Massachusetts looks likely to raise the age of criminal jurisdiction to 18 next year, and may make more changes as nearly simultaneous new rules from the federal government, a U.S. Supreme Court decision and a report from the state’s Child Advocate nudge Boston lawmakers toward more reforms.
“I think there’s a lot of support” to raise the age, said state Rep. Kay Khan (D-Newton), chair of the Joint Committee on Children, Families and Persons with Disabilities, as well as House sponsor of an age-raising bill that passed House and Senate committees this year.
Right now, Massachusetts reserves juvenile proceedings for those under 17. Khan’s House Bill 450 simply replaced the word “seventeen” with “eighteen.”
“I’ll be working on that pretty steadily and heavily. It just doesn’t make any sense not to do that,” said Khan.
That work comes as the U.S. Supreme Court and judges in state courts are more often echoing advocates for more flexibility in youth sentencing, on an argument that youths are still developing mentally and more capable of reformation than adults.
Lael Chester, executive director of Citizens for Juvenile Justice, a Boston nonprofit, supports raising the age, pointing out to start with that it is inconsistent. “Seventeen-year-old kids are considered adults for criminal purposes and basically nothing else. They can’t sign a contract, can’t vote, can’t serve on a jury,” she said.
“You throw PREA in the mix and it’s going to be interesting,” she commented, referring to the new federal Prison Rape Elimination Act regulations. Those regulations require under-18s to be detained separately from adults without resorting to separate isolation in grown-up lockups.
“One of the easiest ways for us to fix it is just to include 17-year-olds in our juvenile justice system,” argued Chester.
Raising the age is one of the recommendations that came out of Massachusetts state Child Advocate Gail Garinger’s annual report, published earlier this month.
Garinger also recommended a statute to limit the indefinite detention of youths found incompetent to stand trial, writing that it “is needed to satisfy constitutional due process requirements.”
Additionally, the report recommends different oversight of whether and when a child in state custody should take psychotropic medications, such as antidepressants. Right now, judges decide on a child’s treatment plan. Writes Garinger, “this practice has been in place for almost 25 years and has not been evaluated to determine its efficacy.”

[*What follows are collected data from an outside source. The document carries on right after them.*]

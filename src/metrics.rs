// src/metrics.rs

//! Metrics & thresholds (spec §4.7): monotonic counters, cross-process
//! merge-by-max persistence, timestamped snapshots, and CI threshold
//! evaluation.
//!
//! The teacher has no module of this shape; the persistence pattern
//! (advisory-lock the file, read-merge-write, atomic rename) is
//! generalized from the same primitives `src/fsutil.rs` already exposes.

use crate::error::Result;
use crate::fsutil;
use chrono::{DateTime, Utc};
use serde::{Deserialize, Serialize};
use std::fs::OpenOptions;
use std::path::{Path, PathBuf};
use std::sync::atomic::{AtomicU64, Ordering};
use std::sync::RwLock;

pub const SCHEMA_VERSION: u32 = 1;

/// On-disk / wire shape of the counters (spec §3 `Metrics`).
#[derive(Debug, Clone, Copy, Default, Serialize, Deserialize)]
pub struct Counters {
    pub commit_success: u64,
    pub commit_failed: u64,
    pub cas_conflicts: u64,
    pub recovery_count: u64,
}

impl Counters {
    fn merge_max(self, other: Counters) -> Counters {
        Counters {
            commit_success: self.commit_success.max(other.commit_success),
            commit_failed: self.commit_failed.max(other.commit_failed),
            cas_conflicts: self.cas_conflicts.max(other.cas_conflicts),
            recovery_count: self.recovery_count.max(other.recovery_count),
        }
    }
}

#[derive(Debug, Clone, Serialize, Deserialize)]
pub struct MetricsFile {
    pub schema_version: u32,
    #[serde(flatten)]
    pub counters: Counters,
    pub last_update: DateTime<Utc>,
}

/// Process-wide counter object, guarded by atomics (spec §5: increments
/// take the write lock briefly — here, each counter is its own atomic,
/// so increments never block each other).
#[derive(Default)]
pub struct MetricsCollector {
    commit_success: AtomicU64,
    commit_failed: AtomicU64,
    cas_conflicts: AtomicU64,
    recovery_count: AtomicU64,
    path: RwLock<Option<PathBuf>>,
}

impl MetricsCollector {
    pub fn new(path: impl Into<PathBuf>) -> Self {
        Self {
            path: RwLock::new(Some(path.into())),
            ..Default::default()
        }
    }

    pub fn incr_commit_success(&self) {
        self.commit_success.fetch_add(1, Ordering::SeqCst);
    }

    pub fn incr_commit_failed(&self) {
        self.commit_failed.fetch_add(1, Ordering::SeqCst);
    }

    pub fn incr_cas_conflicts(&self) {
        self.cas_conflicts.fetch_add(1, Ordering::SeqCst);
    }

    pub fn incr_recovery_count(&self) {
        self.recovery_count.fetch_add(1, Ordering::SeqCst);
    }

    pub fn snapshot(&self) -> Counters {
        Counters {
            commit_success: self.commit_success.load(Ordering::SeqCst),
            commit_failed: self.commit_failed.load(Ordering::SeqCst),
            cas_conflicts: self.cas_conflicts.load(Ordering::SeqCst),
            recovery_count: self.recovery_count.load(Ordering::SeqCst),
        }
    }

    /// Reset in-memory counters (used after a snapshot rotation).
    pub fn reset(&self) {
        self.commit_success.store(0, Ordering::SeqCst);
        self.commit_failed.store(0, Ordering::SeqCst);
        self.cas_conflicts.store(0, Ordering::SeqCst);
        self.recovery_count.store(0, Ordering::SeqCst);
    }

    /// Persist the in-memory snapshot to `path`, merged monotonically
    /// (max per counter) with whatever is already on disk (spec §4.7).
    pub fn save(&self, path: &Path) -> Result<()> {
        let lock_path = path.with_extension("lock");
        if let Some(parent) = path.parent() {
            std::fs::create_dir_all(parent)?;
        }
        let lock_file = OpenOptions::new()
            .create(true)
            .write(true)
            .open(&lock_path)?;
        fsutil::flock_exclusive(&lock_file)?;

        let on_disk = read_counters(path).unwrap_or_default();
        let merged = self.snapshot().merge_max(on_disk);

        let file = MetricsFile {
            schema_version: SCHEMA_VERSION,
            counters: merged,
            last_update: Utc::now(),
        };
        let json = serde_json::to_string_pretty(&file)?;
        fsutil::atomic_write(path, json.as_bytes())?;

        fsutil::flock_unlock(&lock_file)?;
        Ok(())
    }

    /// Snapshot to a timestamped file under `snapshot_dir`, optionally
    /// resetting in-memory counters afterward (a rotation).
    pub fn snapshot_to(&self, snapshot_dir: &Path, reset_after: bool) -> Result<PathBuf> {
        std::fs::create_dir_all(snapshot_dir)?;
        let now = Utc::now();
        let name = format!(
            "metrics_{}_{}.json",
            now.format("%Y%m%d_%H%M%S"),
            now.timestamp_subsec_nanos()
        );
        let path = snapshot_dir.join(name);

        let file = MetricsFile {
            schema_version: SCHEMA_VERSION,
            counters: self.snapshot(),
            last_update: now,
        };
        let json = serde_json::to_string_pretty(&file)?;
        fsutil::atomic_write(&path, json.as_bytes())?;

        if reset_after {
            self.reset();
        }
        Ok(path)
    }

    /// Delete snapshot files older than `max_age`.
    pub fn prune_snapshots(snapshot_dir: &Path, max_age: std::time::Duration) -> std::io::Result<usize> {
        let mut removed = 0;
        let entries = match std::fs::read_dir(snapshot_dir) {
            Ok(entries) => entries,
            Err(e) if e.kind() == std::io::ErrorKind::NotFound => return Ok(0),
            Err(e) => return Err(e),
        };
        for entry in entries {
            let entry = entry?;
            let metadata = entry.metadata()?;
            if let Ok(modified) = metadata.modified() {
                if modified.elapsed().map(|age| age > max_age).unwrap_or(false) {
                    std::fs::remove_file(entry.path())?;
                    removed += 1;
                }
            }
        }
        Ok(removed)
    }
}

/// Read the counters currently persisted at `path`, ignoring schema
/// version and timestamp. Returns `None` if the file is missing or
/// unparseable.
pub fn read_counters(path: &Path) -> Option<Counters> {
    let bytes = std::fs::read(path).ok()?;
    let file: MetricsFile = serde_json::from_slice(&bytes).ok()?;
    Some(file.counters)
}

/// CI threshold configuration (spec §4.7).
#[derive(Debug, Clone)]
pub struct ThresholdConfig {
    pub success_rate_threshold: f64,
    pub max_cas_conflicts: u64,
    pub max_recovery_count: u64,
    pub min_total_commits: u64,
    pub enabled: bool,
}

#[derive(Debug, Clone, Default)]
pub struct ThresholdReport {
    pub passed: bool,
    pub failed_checks: Vec<String>,
    pub warnings: Vec<String>,
}

/// Exit codes for the CI entrypoint (spec §6).
pub const EXIT_OK: i32 = 0;
pub const EXIT_FAIL: i32 = 1;
pub const EXIT_WARN: i32 = 2;

impl ThresholdReport {
    pub fn exit_code(&self) -> i32 {
        if !self.passed {
            EXIT_FAIL
        } else if !self.warnings.is_empty() {
            EXIT_WARN
        } else {
            EXIT_OK
        }
    }
}

/// Evaluate `counters` against `config`, only once `min_total_commits`
/// has been reached.
pub fn evaluate_thresholds(counters: &Counters, config: &ThresholdConfig) -> ThresholdReport {
    if !config.enabled {
        return ThresholdReport {
            passed: true,
            ..Default::default()
        };
    }

    let total = counters.commit_success + counters.commit_failed;
    if total < config.min_total_commits {
        return ThresholdReport {
            passed: true,
            ..Default::default()
        };
    }

    let mut report = ThresholdReport {
        passed: true,
        ..Default::default()
    };

    let success_rate = if total == 0 {
        1.0
    } else {
        counters.commit_success as f64 / total as f64
    };
    if success_rate < config.success_rate_threshold {
        report.passed = false;
        report.failed_checks.push(format!(
            "success_rate {success_rate:.4} below threshold {:.4}",
            config.success_rate_threshold
        ));
    } else if success_rate < config.success_rate_threshold + 0.05 {
        report.warnings.push(format!(
            "success_rate {success_rate:.4} close to threshold {:.4}",
            config.success_rate_threshold
        ));
    }

    if counters.cas_conflicts > config.max_cas_conflicts {
        report.passed = false;
        report.failed_checks.push(format!(
            "cas_conflicts {} exceeds max {}",
            counters.cas_conflicts, config.max_cas_conflicts
        ));
    }

    if counters.recovery_count > config.max_recovery_count {
        report.passed = false;
        report.failed_checks.push(format!(
            "recovery_count {} exceeds max {}",
            counters.recovery_count, config.max_recovery_count
        ));
    }

    report
}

Khan said next year, she thinks she will resubmit her House Bill 1421, part of which directs the Department of Youth Services and the Department of Public Health to better identify and meet mental health needs of youth in custody.
“I feel it’s very important, I don’t think we’re really addressing mental health issues of juveniles who come into the system, who come into the courts. I think there’s more that we could be doing,” Khan explained.
Grainger made one more key juvenile justice point: Massachusetts must also change a law that mandates life without the chance of parole for people as young as 14 who commit murder I. Earlier this year, the U.S. Supreme Court declared such mandatory, one-size-fits-all sentences unconstitutional. About half of the states, such as Massachusetts, need to set some other minimum sentence.
“I think there needs to be (sentencing) discretion at both ends,” said Chester, both at a youth’s first sentencing hearing, and at a review after serving some time.
She’s not the only one uncomfortable with juvenile life without parole. At the high-profile 2010 murder trial of John Odgren, a young man who had mental health issues and was 16 at the time he murdered James Alenson, Middlesex Superior Court Judge S. Jane Haggerty handed down the only sentence she could: life without a chance of parole.
But the judge also said, “I have some concern with the statute that mandates that the defendant and other juveniles 14 or older be sentenced as adults for first-degree murder.”
She said Odgren’s guilty verdict was just, but the sentence had tragedy in it.
There are about 60 Massachusetts individuals serving time like Odgren, for murders committed when they weren’t yet 18 years old.
The Massachusetts state legislature begins its next formal session in January.